The lucky Irish charm must always be carried by a novice else the snow will probably bite him in the back or severely maul his thumbs and ankles.
Most everybody has a snow blind. This handy little invention ensures, when pulled down, such privacy as is indispensable while on the snow.
Solemn information is given that the snow must not be eaten. I take it there is not enough to feed all the guests and is very difficult to import, tariff being high and what not.
Skis are provided free to Govt. tourists, a wise provision which encourages people to crack their necks and thus cause no end of employment in State Hospitals, Funeral parlours, flower shops and the like.
Bett’s Camp was erected to accommodate a tin of baked beans left on the spot by Charles Bett and his partners after a game of strip poker during the winter of ’68. The tin is still untouched, even by the most hungry and blizzard blasted skier who may happen along.
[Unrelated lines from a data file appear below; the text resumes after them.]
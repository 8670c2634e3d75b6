/// Intersection-ratio signal, independent of scroll math
use crate::geometry::{PageLayout, Rect, Viewport};

/// How much of one section is visible inside the observed band
#[derive(Debug, Clone, Copy, PartialEq)]
pub struct IntersectionEntry {
    pub index: usize,
    pub ratio: f64,
}

#[derive(Debug, Clone, PartialEq)]
pub struct ObserverSettings {
    /// Ratios at which an update is reported, ascending
    pub thresholds: Vec<f64>,
    /// Fraction of the viewport height removed from both top and bottom
    pub root_margin: f64,
    /// A nomination needs a ratio strictly above this
    pub min_ratio: f64,
}

impl Default for ObserverSettings {
    fn default() -> Self {
        Self {
            thresholds: vec![0.0, 0.25, 0.5, 0.75, 1.0],
            root_margin: 0.2,
            min_ratio: 0.3,
        }
    }
}

/// Fraction of `rect` inside the band `[band_top, band_bottom]`
pub fn intersection_ratio(rect: Rect, band: (f64, f64)) -> f64 {
    if rect.height <= 0.0 {
        return 0.0;
    }
    (rect.overlap_with(band.0, band.1) / rect.height).clamp(0.0, 1.0)
}

pub struct VisibilityObserver {
    settings: ObserverSettings,
    /// Threshold bucket per section from the previous observation
    buckets: Vec<Option<usize>>,
}

impl VisibilityObserver {
    pub fn new(settings: ObserverSettings) -> Self {
        Self {
            settings,
            buckets: Vec::new(),
        }
    }

    pub fn settings(&self) -> &ObserverSettings {
        &self.settings
    }

    /// Section with the highest ratio in a batch, if it clears the minimum and
    /// is not already the committed index.
    ///
    /// Only a strictly greater ratio replaces the running maximum, so the
    /// earliest entry wins ties.
    pub fn select(&self, entries: &[IntersectionEntry], current: Option<usize>) -> Option<usize> {
        let mut best: Option<IntersectionEntry> = None;
        let mut max_ratio = 0.0;
        for entry in entries {
            if entry.ratio > max_ratio {
                max_ratio = entry.ratio;
                best = Some(*entry);
            }
        }

        let best = best?;
        if best.ratio > self.settings.min_ratio && Some(best.index) != current {
            Some(best.index)
        } else {
            None
        }
    }

    /// Compute the current ratios and report the sections whose threshold
    /// bucket changed since the previous call.
    ///
    /// The first call reports every section.
    pub fn observe<L: PageLayout + ?Sized>(&mut self, layout: &L) -> Vec<IntersectionEntry> {
        let viewport: Viewport = layout.viewport();
        let band = viewport.observed_band(self.settings.root_margin);
        let count = layout.section_count();
        if self.buckets.len() != count {
            self.buckets = vec![None; count];
        }

        let mut entries = Vec::new();
        for index in 0..count {
            let ratio = intersection_ratio(layout.section_rect(index), band);
            let bucket = Some(self.bucket_of(ratio));
            if self.buckets[index] != bucket {
                self.buckets[index] = bucket;
                entries.push(IntersectionEntry { index, ratio });
            }
        }
        entries
    }

    /// Number of thresholds reached. Zero means not intersecting at all.
    fn bucket_of(&self, ratio: f64) -> usize {
        if ratio <= 0.0 {
            return 0;
        }
        self.settings
            .thresholds
            .iter()
            .filter(|t| ratio >= **t)
            .count()
    }
}

impl Default for VisibilityObserver {
    fn default() -> Self {
        Self::new(ObserverSettings::default())
    }
}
Such respect. However, icicles on toast and a lovely cup of warm snow are provided on presentation of one’s dole-ticket to the concierge, if about.
The Chalet was discovered by the Man for Snowy River and respectfully dedicated to the Govt. During the service “Banjo” Patterson played his ukulele as the sun went down on the historic scene.
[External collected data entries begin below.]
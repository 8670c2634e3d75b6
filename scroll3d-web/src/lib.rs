/// scroll3d Web - browser host for the scroll-driven model showcase
///
/// Wires the engine to the DOM: scroll/resize listeners, an
/// `IntersectionObserver` over the section panels, a `<model-viewer>`-style
/// element as the display surface, and `setTimeout`/`requestAnimationFrame`
/// for the engine's timers.
use std::cell::RefCell;
use std::rc::Rc;
use std::time::Duration;

use wasm_bindgen::prelude::*;
use wasm_bindgen::JsCast;
use web_sys::{
    AddEventListenerOptions, Element, Event, EventTarget, HtmlElement, IntersectionObserver,
    IntersectionObserverEntry, IntersectionObserverInit, Window,
};

use scroll3d_core::{IntersectionEntry, ModelEvent, ModelSurface, ResourceLoadError, ShowcaseEngine};

pub mod config;
pub mod dom;

use config::WebConfig;
use dom::{query_all, query_one, DomLayout, DomSurface};

struct Host {
    window: Window,
    engine: ShowcaseEngine,
    layout: DomLayout,
    surface: DomSurface,
    /// Handle of the pending wake-up timeout
    timeout: Option<i32>,
    wake: Option<Closure<dyn FnMut()>>,
    frame: Option<Closure<dyn FnMut(f64)>>,
}

type SharedHost = Rc<RefCell<Host>>;

fn now_of(window: &Window) -> Duration {
    let ms = window.performance().map(|p| p.now()).unwrap_or(0.0);
    Duration::from_secs_f64(ms.max(0.0) / 1000.0)
}

fn js_error(message: impl std::fmt::Display) -> JsValue {
    JsValue::from_str(&message.to_string())
}

/// Run everything that is due, request a frame if the debounce fired, and
/// re-arm the wake-up timeout
fn pump(host: &SharedHost) {
    let mut guard = host.borrow_mut();
    let h = &mut *guard;
    let now = now_of(&h.window);
    h.engine.advance(now, &h.layout, &mut h.surface);

    if h.engine.poll_dispatch(now) {
        if let Some(frame) = &h.frame {
            if let Err(err) = h.window.request_animation_frame(frame.as_ref().unchecked_ref()) {
                log::warn!("requestAnimationFrame failed: {:?}", err);
            }
        }
    }
    schedule_wakeup(h);
}

fn run_frame(host: &SharedHost) {
    let mut guard = host.borrow_mut();
    let h = &mut *guard;
    let now = now_of(&h.window);
    h.engine.animation_frame(now, &h.layout, &mut h.surface);
    schedule_wakeup(h);
}

fn schedule_wakeup(h: &mut Host) {
    if let Some(handle) = h.timeout.take() {
        h.window.clear_timeout_with_handle(handle);
    }
    let (Some(at), Some(wake)) = (h.engine.next_wakeup(), &h.wake) else {
        return;
    };
    let delay = at.saturating_sub(now_of(&h.window));
    let delay_ms = (delay.as_secs_f64() * 1000.0).ceil() as i32;
    let scheduled = h
        .window
        .set_timeout_with_callback_and_timeout_and_arguments_0(
            wake.as_ref().unchecked_ref(),
            delay_ms,
        );
    match scheduled {
        Ok(handle) => h.timeout = Some(handle),
        Err(err) => log::warn!("setTimeout failed: {:?}", err),
    }
}

fn listen(
    target: &EventTarget,
    event: &str,
    passive: bool,
    callback: Closure<dyn FnMut(Event)>,
) -> Result<(), JsValue> {
    let options = AddEventListenerOptions::new();
    options.set_passive(passive);
    target.add_event_listener_with_callback_and_add_event_listener_options(
        event,
        callback.as_ref().unchecked_ref(),
        &options,
    )?;
    // Listeners stay registered for the lifetime of the page
    callback.forget();
    Ok(())
}

fn install_listeners(host: &SharedHost, config: &WebConfig) -> Result<(), JsValue> {
    let (window, model, sections) = {
        let h = host.borrow();
        (h.window.clone(), h.surface.model().clone(), h.layout.sections().to_vec())
    };

    for event in ["scroll", "resize"] {
        let host = host.clone();
        let on_scroll = Closure::<dyn FnMut(Event)>::new(move |_event: Event| {
            {
                let mut h = host.borrow_mut();
                let now = now_of(&h.window);
                h.engine.scroll_event(now);
            }
            pump(&host);
        });
        listen(&window, event, true, on_scroll)?;
    }

    let on_load = {
        let host = host.clone();
        Closure::<dyn FnMut(Event)>::new(move |_event: Event| {
            let mut guard = host.borrow_mut();
            let h = &mut *guard;
            let source = h.surface.loaded_source().unwrap_or_default();
            h.engine.model_event(&ModelEvent::Loaded { source }, &mut h.surface);
        })
    };
    listen(&model, "load", false, on_load)?;

    let on_error = {
        let host = host.clone();
        Closure::<dyn FnMut(Event)>::new(move |event: Event| {
            let mut guard = host.borrow_mut();
            let h = &mut *guard;
            let failure = ResourceLoadError {
                source_ref: h.surface.loaded_source().unwrap_or_default(),
                reason: format!("viewer reported `{}`", event.type_()),
            };
            h.engine.model_event(&ModelEvent::Failed(failure), &mut h.surface);
        })
    };
    listen(&model, "error", false, on_error)?;

    let on_intersect = {
        let host = host.clone();
        Closure::<dyn FnMut(js_sys::Array, IntersectionObserver)>::new(
            move |entries: js_sys::Array, _observer: IntersectionObserver| {
                {
                    let mut h = host.borrow_mut();
                    let batch: Vec<IntersectionEntry> = entries
                        .iter()
                        .filter_map(|value| value.dyn_into::<IntersectionObserverEntry>().ok())
                        .filter_map(|entry| {
                            let target: JsValue = entry.target().into();
                            h.layout.index_of(&target).map(|index| IntersectionEntry {
                                index,
                                ratio: entry.intersection_ratio(),
                            })
                        })
                        .collect();
                    h.engine.intersections(&batch);
                }
                pump(&host);
            },
        )
    };

    let thresholds = js_sys::Array::new();
    for t in &config.observer.thresholds {
        thresholds.push(&JsValue::from_f64(*t));
    }
    let init = IntersectionObserverInit::new();
    init.set_root_margin(&config.root_margin());
    init.set_threshold(&thresholds);
    let observer =
        IntersectionObserver::new_with_options(on_intersect.as_ref().unchecked_ref(), &init)?;
    for section in &sections {
        observer.observe(section);
    }
    on_intersect.forget();

    Ok(())
}

fn install_timers(host: &SharedHost) {
    let wake = {
        let host = host.clone();
        Closure::<dyn FnMut()>::new(move || {
            host.borrow_mut().timeout = None;
            pump(&host);
        })
    };
    let frame = {
        let host = host.clone();
        Closure::<dyn FnMut(f64)>::new(move |_timestamp: f64| run_frame(&host))
    };
    let mut h = host.borrow_mut();
    h.wake = Some(wake);
    h.frame = Some(frame);
}

fn arm_startup(host: &SharedHost) -> Result<(), JsValue> {
    let window = host.borrow().window.clone();
    let ready = window
        .document()
        .map(|d| d.ready_state() == "complete")
        .unwrap_or(false);

    if ready {
        let mut h = host.borrow_mut();
        let now = now_of(&h.window);
        h.engine.page_ready(now);
    } else {
        let host = host.clone();
        let on_ready = Closure::<dyn FnMut(Event)>::new(move |_event: Event| {
            {
                let mut h = host.borrow_mut();
                let now = now_of(&h.window);
                h.engine.page_ready(now);
            }
            pump(&host);
        });
        listen(&window, "load", false, on_ready)?;
    }
    Ok(())
}

/// Handle returned to the page; also the debug surface
#[wasm_bindgen]
pub struct ScrollShowcase {
    host: SharedHost,
}

#[wasm_bindgen]
impl ScrollShowcase {
    /// Attach to the page. `config_json` may be empty for the defaults.
    #[wasm_bindgen(constructor)]
    pub fn new(config_json: &str) -> Result<ScrollShowcase, JsValue> {
        let config = WebConfig::from_json(config_json)
            .map_err(|e| js_error(format!("invalid config: {e}")))?;
        // A second showcase on the same page keeps the logger already installed
        console_log::init_with_level(config.log_level()).ok();

        let window = web_sys::window().ok_or_else(|| js_error("no global window"))?;
        let document = window.document().ok_or_else(|| js_error("no document"))?;

        let model: HtmlElement = query_one(&document, &config.model_selector)?;
        let container: Element = query_one(&document, &config.container_selector)?;
        let sections = query_all(&document, &config.section_selector)?;
        if sections.is_empty() {
            return Err(js_error(format!("no sections match {}", config.section_selector)));
        }
        log::info!("found {} sections", sections.len());

        let regions = sections
            .iter()
            .enumerate()
            .map(|(i, s)| {
                let id = s.id();
                if id.is_empty() {
                    format!("section-{}", i + 1)
                } else {
                    id
                }
            })
            .collect();
        let engine = ShowcaseEngine::new(&config.showcase(regions)).map_err(|e| {
            log::error!("showcase not started: {}", e);
            js_error(e)
        })?;

        let host = Rc::new(RefCell::new(Host {
            window: window.clone(),
            engine,
            layout: DomLayout::new(window, container, sections.clone()),
            surface: DomSurface::new(
                model,
                sections,
                config.active_class.clone(),
                config.loaded_class.clone(),
            ),
            timeout: None,
            wake: None,
            frame: None,
        }));

        install_timers(&host);
        install_listeners(&host, &config)?;
        arm_startup(&host)?;
        pump(&host);

        Ok(ScrollShowcase { host })
    }

    /// Committed section index, or -1 before the first activation
    #[wasm_bindgen(js_name = getCurrentIndex)]
    pub fn current_index(&self) -> i32 {
        self.host
            .borrow()
            .engine
            .current_index()
            .map(|i| i as i32)
            .unwrap_or(-1)
    }

    /// Manually activate a section. Returns whether a transition started.
    #[wasm_bindgen(js_name = testSection)]
    pub fn test_section(&self, index: i32) -> bool {
        let started = {
            let mut guard = self.host.borrow_mut();
            let h = &mut *guard;
            let now = now_of(&h.window);
            h.engine
                .inspector()
                .activate(index as i64, now, &mut h.surface)
                .is_started()
        };
        pump(&self.host);
        started
    }

    /// Scroll progress through the section container, 0 to 1
    #[wasm_bindgen(js_name = getScrollProgress)]
    pub fn scroll_progress(&self) -> f64 {
        let mut guard = self.host.borrow_mut();
        let h = &mut *guard;
        let progress = h.engine.inspector().scroll_progress(&h.layout);
        log::info!("scroll progress: {}", scroll3d_core::debug::format_progress(progress));
        progress
    }

    /// One line per section with its current geometry
    #[wasm_bindgen(js_name = showSectionPositions)]
    pub fn section_positions(&self) -> js_sys::Array {
        let mut guard = self.host.borrow_mut();
        let h = &mut *guard;
        let lines = js_sys::Array::new();
        for position in h.engine.inspector().section_positions(&h.layout) {
            log::info!("{}", position);
            lines.push(&JsValue::from_str(&position.to_string()));
        }
        lines
    }
}

#[wasm_bindgen(start)]
pub fn main() -> Result<(), JsValue> {
    // Setup panic hook for better error messages in browser console
    console_error_panic_hook::set_once();
    Ok(())
}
It is now used exclusively by honey-mooning couples, and known chiefly for the fact that whiskey is 19/6 per. This latter state of affairs has given rise to a thriving industry. St. Bernard dogs are reared in huge numbers and as soon as the pups are born the little barrel of rum which is always round their necks is snatched off and enthusiastically drunk to the accompaniment of rousing sea-chanties by the entire population.
At present the snow fields are sadly underdeveloped. One can blame the under-secretary for land, obviously. With a little expense and enterprise the govt. could have slalom flags growing all over the place, and the snow jazzed up and dyed like a dazzle boat. Safety zones dotted hither and thither around the isobars where one could order anything from Swedish Plonk to gin-titters. Classes of gay Oberland yodellers led by Charlie Lawrence or the local milkman, and shoals of Swiss miss carving bubbles in gruyere. Peanut vendors selling as a side line, hundred and thousands to Millions Club members and service stations for the trading in of old skis on new skies. That’ll be the day!